Published on: May 22, 2012
by Carolyn Herbert for ABC Science:
Our ability to imagine our future depends on a part of the brain used to store general knowledge, which is affected by some forms of dementia, an Australian-led study has found.
Semantic dementia affects the part of the brain that stores and remembers general knowledge. As a result, people with the condition may lose the ability to name simple objects or recognise a popular tune.
“Our results highlight that when these memory systems are affected, the ability to imagine yourself at a time point in the future is also severely impaired,” says Dr Muireann Irish, cognitive neuroscientist at Neuroscience Research Australia and lead author of the study published in the journal Brain.
In previous research, scientists discovered that Alzheimer’s patients, who cannot recall past memories, were also unable to think about the future. However, Irish says that nobody had investigated whether this was also the case in people with semantic dementia.
In this study, scientists compared MRI brain images of patients with Alzheimer’s disease and those with semantic dementia.
In patients with semantic dementia, the scans revealed atrophy in the anterior temporal lobes, where the brain stores general and conceptual knowledge. People with Alzheimer’s had changes in the medial temporal lobes, which are used to lay down memories and retrieve personal events.
Researchers then asked the patients to remember past incidents and then imagine and describe plausible future events. Unlike Alzheimer’s patients, people with semantic dementia showed well-preserved memories of the recent past; however, they found it difficult to imagine the future.

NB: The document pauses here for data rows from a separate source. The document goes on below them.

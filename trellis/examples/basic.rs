//! Basic example of the Trellis container.

use std::sync::Arc;

use trellis::prelude::*;

// === Define your types ===

trait Logger: Send + Sync {
    fn log(&self, msg: &str);
}

struct ConsoleLogger;

impl Logger for ConsoleLogger {
    fn log(&self, msg: &str) {
        println!("[LOG] {msg}");
    }
}

#[derive(Default)]
struct Database {
    url: String,
}

impl Database {
    fn query(&self, sql: &str) -> String {
        format!("Results of `{sql}` from {}", self.url)
    }
}

struct UserRepository {
    db: Bean<Database>,
    logger: Bean<Arc<dyn Logger>>,
}

impl UserRepository {
    fn find_user(&self, id: u64) -> Result<String> {
        self.logger.get()?.log(&format!("Finding user {id}"));
        Ok(self.db.get()?.query(&format!("SELECT * FROM users WHERE id = {id}")))
    }
}

struct AuditProcessor;

impl BeanPostProcessor for AuditProcessor {
    fn after_initialization(&self, name: &str, bean: trellis::bean::RawBean) -> Result<Step> {
        println!("[AUDIT] bean '{name}' is ready");
        Ok(Step::Continue(bean))
    }
}

fn main() -> Result<()> {
    // Initialize tracing (logging)
    tracing_subscriber::fmt()
        .with_env_filter(tracing_subscriber::EnvFilter::new("trellis_container=debug"))
        .init();

    let database = BeanClass::builder::<Database>()
        .with_default()
        .property("url", Dependency::on::<String>(), |db, value| {
            db.url = value.into_value()?;
            Ok(())
        })
        .init(|db| {
            println!("🔌 connecting to {}", db.url);
            Ok(())
        })
        .destroy(|db| println!("🔌 closing {}", db.url))
        .build();

    let repository = BeanClass::builder::<UserRepository>()
        .constructor(
            "new",
            [Dependency::on::<Database>(), Dependency::on::<Arc<dyn Logger>>()],
            |args| {
                Ok(UserRepository {
                    db: args.bean(0)?,
                    logger: args.bean(1)?,
                })
            },
        )
        .build();

    // Build the container
    let container = Container::builder()
        .post_processor(AuditProcessor)
        .definition(
            "logger",
            BeanDefinition::supplier(|_| Ok(Arc::new(ConsoleLogger) as Arc<dyn Logger>)),
        )
        // abstract parent carrying the shared connection settings
        .definition(
            "baseDatabase",
            BeanDefinition::of_class(database)
                .with_property("url", ValueSpec::value(String::from("postgres://localhost/app")))
                .with_abstract(true),
        )
        .definition("database", BeanDefinition::child_of("baseDatabase"))
        .definition("userRepository", BeanDefinition::of_class(repository))
        .build()?;

    container.register_alias("userRepository", "users")?;

    println!("✅ Container built successfully!");
    println!("{container:?}");

    container.refresh()?;

    let users: Arc<UserRepository> = container.get_bean_as("users")?;
    println!("👤 {}", users.find_user(42)?);

    container.destroy_singletons();
    println!("\n🎉 Everything works!");
    Ok(())
}
//! Singleton cache and creation tracking.
//!
//! Every singleton name moves through
//!
//! ```text
//!   (no record) ──claim──> InCreation ──complete──> Created
//!                              │
//!                              └──fail / panic──> Failed
//! ```
//!
//! exactly once. The thread that claims a name builds the bean; other
//! threads asking for it block until the record leaves `InCreation`. A
//! request that would deadlock (the same thread asking again, or a thread
//! whose owner is transitively waiting on it) receives an early reference
//! instead.

use std::collections::{HashMap, HashSet};
use std::sync::Arc;
use std::thread::{self, ThreadId};

use parking_lot::{Condvar, Mutex};
use tracing::{debug, trace, warn};

use crate::bean::{BeanRef, BeanSlot, Instance};
use crate::class::DestroyFn;
use crate::error::{ContainerError, Result};
use crate::key::TypeKey;

#[derive(Debug)]
enum State {
    InCreation { owner: ThreadId },
    Created,
    Failed(ContainerError),
}

struct SingletonRecord {
    state: State,
    slot: Arc<BeanSlot>,
    /// Set when the definition was replaced while the bean was in creation.
    discarded: bool,
    destroy: Option<DestroyFn>,
    /// Type of objects registered directly, without a definition.
    manual: Option<TypeKey>,
}

#[derive(Default)]
struct Records {
    records: HashMap<String, SingletonRecord>,
    /// Names in the order they reached `Created`.
    creation_order: Vec<String>,
    /// thread -> bean name it is blocked on
    waiting: HashMap<ThreadId, String>,
}

impl Records {
    /// Returns `true` if `thread` is blocked, directly or through a chain of
    /// other blocked threads, on a bean that `target` is creating.
    fn waits_on(&self, mut thread: ThreadId, target: ThreadId) -> bool {
        let mut seen = HashSet::new();
        while let Some(name) = self.waiting.get(&thread) {
            match self.records.get(name).map(|r| &r.state) {
                Some(State::InCreation { owner }) => {
                    if *owner == target {
                        return true;
                    }
                    if !seen.insert(*owner) {
                        return false;
                    }
                    thread = *owner;
                }
                _ => return false,
            }
        }
        false
    }

    fn remove(&mut self, name: &str) -> Option<SingletonRecord> {
        let record = self.records.remove(name)?;
        self.creation_order.retain(|n| n != name);
        Some(record)
    }
}

/// Outcome of [`SingletonRegistry::claim`].
pub(crate) enum Claim<'a> {
    /// The singleton is finished.
    Ready(BeanRef),
    /// The singleton is being created further up this call chain (or by a
    /// thread that waits on this one); here is an early reference to it.
    InCreation(BeanRef),
    /// The caller now owns creation and must complete or fail the guard.
    Create(CreationGuard<'a>),
}

/// Registry of singleton records.
#[derive(Default)]
pub(crate) struct SingletonRegistry {
    inner: Mutex<Records>,
    changed: Condvar,
}
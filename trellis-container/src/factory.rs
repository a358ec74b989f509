//! Bean creation: scope dispatch, instantiation, population and the
//! lifecycle callbacks around them.

use std::sync::Arc;

use tracing::{debug, trace, warn};

use crate::bean::{BeanRef, Injected, RawBean};
use crate::class::{Args, BeanClass, Dependency, FactoryInvoke};
use crate::container::Container;
use crate::definition::{BeanKind, Resolver};
use crate::error::{ContainerError, Result};
use crate::merge::MergedDefinition;
use crate::scope::Scope;
use crate::singleton::Claim;

/// One bean on the current resolution path, linked to the bean that
/// requested it.
#[derive(Clone, Copy)]
pub(crate) struct Frame<'a> {
    pub name: &'a str,
    pub parent: Option<&'a Frame<'a>>,
}

impl Frame<'_> {
    /// Names from the outermost request down to this frame.
    fn names(&self) -> Vec<String> {
        let mut names = Vec::new();
        let mut current = Some(self);
        while let Some(frame) = current {
            names.push(frame.name.to_string());
            current = frame.parent;
        }
        names.reverse();
        names
    }

    fn contains(&self, name: &str) -> bool {
        let mut current = Some(self);
        while let Some(frame) = current {
            if frame.name == name {
                return true;
            }
            current = frame.parent;
        }
        false
    }
}

/// The part of `path` that starts at `name`, closed with `name` again.
pub(crate) fn cycle_chain(path: Option<&Frame<'_>>, name: &str) -> Vec<String> {
    let mut chain = path.map(Frame::names).unwrap_or_default();
    if let Some(start) = chain.iter().position(|n| n == name) {
        chain.drain(..start);
    }
    chain.push(name.to_string());
    chain
}

fn on_path(path: Option<&Frame<'_>>, name: &str) -> bool {
    path.is_some_and(|frame| frame.contains(name))
}

/// Names the requesting bean on a `NotFound` that does not carry one yet.
fn required_by(err: ContainerError, path: Option<&Frame<'_>>) -> ContainerError {
    match (err, path) {
        (ContainerError::NotFound(mut not_found), Some(frame)) if not_found.required_by.is_none() => {
            not_found.required_by = Some(frame.name.to_string());
            ContainerError::NotFound(not_found)
        }
        (err, _) => err,
    }
}

impl Container {
    pub(crate) fn do_get_bean(&self, name: &str, path: Option<&Frame<'_>>) -> Result<BeanRef> {
        let name = self.store.canonical_name(name);

        if let Some(bean) = self.singletons.created(&name) {
            trace!(bean = %name, "Returning cached singleton");
            return Ok(bean);
        }

        let merged = self.merged(&name).map_err(|err| required_by(err, path))?;
        if merged.is_abstract() {
            return Err(ContainerError::AbstractBean { name });
        }

        match merged.scope() {
            Scope::Singleton => self.get_singleton(&name, &merged, path),
            Scope::Prototype => {
                if on_path(path, &name) {
                    return Err(ContainerError::circular(cycle_chain(path, &name)));
                }
                let frame = Frame { name: &name, parent: path };
                let raw = self.create_bean(&name, &merged, &frame)?;
                Ok(BeanRef::ready(name.as_str(), Arc::from(raw)))
            }
            Scope::Custom(_) => {
                let scope = merged.scope().name();
                let handler = self.scopes.get(scope).ok_or_else(|| ContainerError::UnknownScope {
                    bean: name.clone(),
                    scope: scope.to_string(),
                })?;
                if on_path(path, &name) {
                    return Err(ContainerError::circular(cycle_chain(path, &name)));
                }
                let frame = Frame { name: &name, parent: path };
                handler.get(&name, &mut || {
                    trace!(bean = %name, scope, "Creating scoped bean");
                    let raw = self.create_bean(&name, &merged, &frame)?;
                    Ok(BeanRef::ready(name.as_str(), Arc::from(raw)))
                })
            }
        }
    }

    fn get_singleton(
        &self,
        name: &str,
        merged: &MergedDefinition,
        path: Option<&Frame<'_>>,
    ) -> Result<BeanRef> {
        match self.singletons.claim(name)? {
            Claim::Ready(bean) => Ok(bean),
            Claim::InCreation(early) => {
                if self.settings.allow_circular_references {
                    debug!(bean = %name, "Returning early reference to singleton in creation");
                    Ok(early)
                } else {
                    let chain = cycle_chain(path, name);
                    warn!(bean = %name, chain = ?chain, "Circular reference while circular references are disabled");
                    Err(ContainerError::circular(chain))
                }
            }
            Claim::Create(guard) => {
                if !self.merger.is_current(merged, &self.store) {
                    debug!(bean = %name, "Definition changed before creation started, merging again");
                    guard.release();
                    return self.do_get_bean(name, path);
                }
                let frame = Frame { name, parent: path };
                match self.create_bean(name, merged, &frame) {
                    Ok(raw) => {
                        let destroy = merged
                            .kind()
                            .and_then(BeanKind::bean_class)
                            .and_then(|class| class.destroy_fn());
                        Ok(guard.complete(Arc::from(raw), destroy))
                    }
                    Err(err) => {
                        guard.fail(err.clone());
                        Err(err)
                    }
                }
            }
        }
    }

    /// Builds one instance of `name` from its merged definition.
    pub(crate) fn create_bean(
        &self,
        name: &str,
        merged: &MergedDefinition,
        frame: &Frame<'_>,
    ) -> Result<RawBean> {
        debug!(bean = %name, scope = %merged.scope(), "Creating bean");

        for dependency in merged.depends_on() {
            let dependency = self.store.canonical_name(dependency);
            if let Some(path) = self.graph.dependency_path(&dependency, name) {
                let mut chain = vec![name.to_string()];
                chain.extend(path);
                return Err(ContainerError::circular(chain));
            }
            self.graph.register(name, &dependency);
            self.do_get_bean(&dependency, Some(frame))?;
        }

        let raw = self.instantiate(name, merged, frame)?;
        let mut raw = self.pipeline.after_construction(name, raw)?;

        self.pipeline.before_population(name, &mut raw)?;
        let class = merged.kind().and_then(BeanKind::bean_class);
        if let Some(class) = class {
            if is_instance_of(&raw, class) {
                self.populate(name, merged, class, &mut raw, frame)?;
            } else {
                warn!(bean = %name, "Skipping property injection: instance was replaced by a post-processor");
            }
        }
        self.pipeline.after_population(name, &mut raw)?;

        let mut raw = self.pipeline.before_initialization(name, raw)?;
        if let Some(class) = class.filter(|class| class.has_init()) {
            if is_instance_of(&raw, class) {
                trace!(bean = %name, "Running init callback");
                class.run_init(name, &mut *raw)?;
            } else {
                warn!(bean = %name, "Skipping init callback: instance was replaced by a post-processor");
            }
        }
        self.pipeline.after_initialization(name, raw)
    }

    fn instantiate(&self, name: &str, merged: &MergedDefinition, frame: &Frame<'_>) -> Result<RawBean> {
        let kind = merged.kind().ok_or_else(|| {
            ContainerError::invalid(name, "no bean class or factory in the parent chain")
        })?;

        match kind {
            BeanKind::Class(class) => {
                let (constructor, values) = self.select_constructor(name, merged, class, frame)?;
                trace!(bean = %name, constructor = constructor.name(), "Invoking constructor");
                constructor.invoke(&mut Args::new(name, values))
            }
            BeanKind::StaticFactory { class, method } => {
                let method = class.factory_method(method).ok_or_else(|| {
                    ContainerError::invalid(
                        name,
                        format!("class {} declares no factory method '{method}'", class.key().short_name()),
                    )
                })?;
                let values = self.resolve_arguments(name, merged, method.params(), frame)?;
                match method.invoke() {
                    FactoryInvoke::Static(invoke) => invoke(&mut Args::new(name, values)),
                    FactoryInvoke::Instance(_) => Err(ContainerError::invalid(
                        name,
                        format!("factory method '{}' is not static", method.name()),
                    )),
                }
            }
            BeanKind::FactoryBean { factory_bean, method } => {
                let factory_name = self.store.canonical_name(factory_bean);
                if factory_name == name {
                    return Err(ContainerError::invalid(name, "a bean cannot be its own factory bean"));
                }

                self.graph.register(name, &factory_name);
                let factory = self.do_get_bean(&factory_name, Some(frame))?;
                let factory_class = self.class_of(&factory_name)?;
                let method = factory_class.factory_method(method).ok_or_else(|| {
                    ContainerError::invalid(
                        name,
                        format!("factory bean '{factory_name}' declares no factory method '{method}'"),
                    )
                })?;
                let receiver = factory
                    .instance()
                    .map_err(|_| ContainerError::circular(cycle_chain(Some(frame), &factory_name)))?;

                let values = self.resolve_arguments(name, merged, method.params(), frame)?;
                let mut args = Args::new(name, values);
                match method.invoke() {
                    FactoryInvoke::Instance(invoke) => invoke(&receiver, &mut args),
                    FactoryInvoke::Static(invoke) => invoke(&mut args),
                }
            }
            BeanKind::Supplier(supplier) => supplier.supply(&Collaborators {
                container: self,
                bean: name,
                frame,
            }),
        }
    }

    fn populate(
        &self,
        name: &str,
        merged: &MergedDefinition,
        class: &BeanClass,
        raw: &mut RawBean,
        frame: &Frame<'_>,
    ) -> Result<()> {
        for property in class.properties() {
            let point = format!("property '{}'", property.name());
            let value = match merged.properties().get(property.name()) {
                Some(spec) => self.resolve_value(name, &point, property.dependency(), spec, frame)?,
                None if property.is_autowired() => {
                    self.resolve_dependency(name, &point, property.dependency(), true, frame)?
                }
                None => continue,
            };
            if value.is_absent() {
                trace!(bean = %name, property = property.name(), "Optional property left unset");
                continue;
            }
            property.set(name, &mut **raw, value)?;
        }
        Ok(())
    }

    /// Resolves a reference to `target` held by `bean`.
    pub(crate) fn inject_bean(&self, bean: &str, target: &str, frame: &Frame<'_>) -> Result<BeanRef> {
        let target = self.store.canonical_name(target);
        self.graph.register(bean, &target);
        self.do_get_bean(&target, Some(frame))
    }

    /// Destroys the singleton `name` after everything that depends on it.
    pub(crate) fn destroy_singleton(&self, name: &str) {
        for dependent in self.graph.remove(name) {
            trace!(bean = %name, dependent = %dependent, "Destroying dependent bean first");
            self.destroy_singleton(&dependent);
        }

        if let Some((instance, destroy)) = self.singletons.discard(name) {
            if let Some(destroy) = destroy {
                debug!(bean = %name, "Running destroy callback");
                destroy(&instance);
            }
        }

        for handler in self.scopes.values() {
            handler.remove(name);
        }
    }
}

fn is_instance_of(raw: &RawBean, class: &BeanClass) -> bool {
    (**raw).type_id() == class.key().type_id()
}

/// Lookups available to an instance supplier while its bean is created.
struct Collaborators<'a> {
    container: &'a Container,
    bean: &'a str,
    frame: &'a Frame<'a>,
}

impl Resolver for Collaborators<'_> {
    fn bean(&self, name: &str) -> Result<BeanRef> {
        self.container.inject_bean(self.bean, name, self.frame)
    }

    fn dependency(&self, dependency: &Dependency) -> Result<Injected> {
        self.container
            .resolve_dependency(self.bean, "supplier", dependency, false, self.frame)
    }
}

#[cfg(test)]
mod tests {
    use super::*;

    #[test]
    fn cycle_chain_starts_at_first_occurrence() {
        let root = Frame { name: "app", parent: None };
        let a = Frame { name: "a", parent: Some(&root) };
        let b = Frame { name: "b", parent: Some(&a) };

        assert_eq!(cycle_chain(Some(&b), "a"), vec!["a", "b", "a"]);
        assert_eq!(cycle_chain(Some(&b), "x"), vec!["app", "a", "b", "x"]);
        assert_eq!(cycle_chain(None, "a"), vec!["a"]);
    }

    #[test]
    fn required_by_fills_missing_requester() {
        let frame = Frame { name: "service", parent: None };
        let err = required_by(ContainerError::not_found("repo"), Some(&frame));
        match err {
            ContainerError::NotFound(e) => assert_eq!(e.required_by.as_deref(), Some("service")),
            other => panic!("unexpected error: {other}"),
        }
    }
}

Irish says this suggests our ability to see into the future relies on both the anterior and medial temporal lobes.
Impacts on the patient
“This can have quite serious implications for the patient,” says Irish.
She says in social situations patients may not understand the consequences of an inappropriate comment or the effect of their actions on other people. Also, they may not be able to look forward to an upcoming event, leading to feelings of apathy and lack of motivation.
Irish says people with semantic dementia may also be unable to comprehend the long-term effects of financial decisions. “They can’t project forward and conceive what a decision may mean for them in a month or a year,” she says.
According to Irish these results suggest general knowledge is necessary to form a framework for visualising the future.
She says further research into the disease may help to reveal more precisely how semantic memory (remembering general knowledge) contributes to future-oriented thinking.
Research has demonstrated that, when it comes to medical concerns, the fear of developing Alzheimer’s (and other forms of dementia) exceeds the fear of every other type of health condition.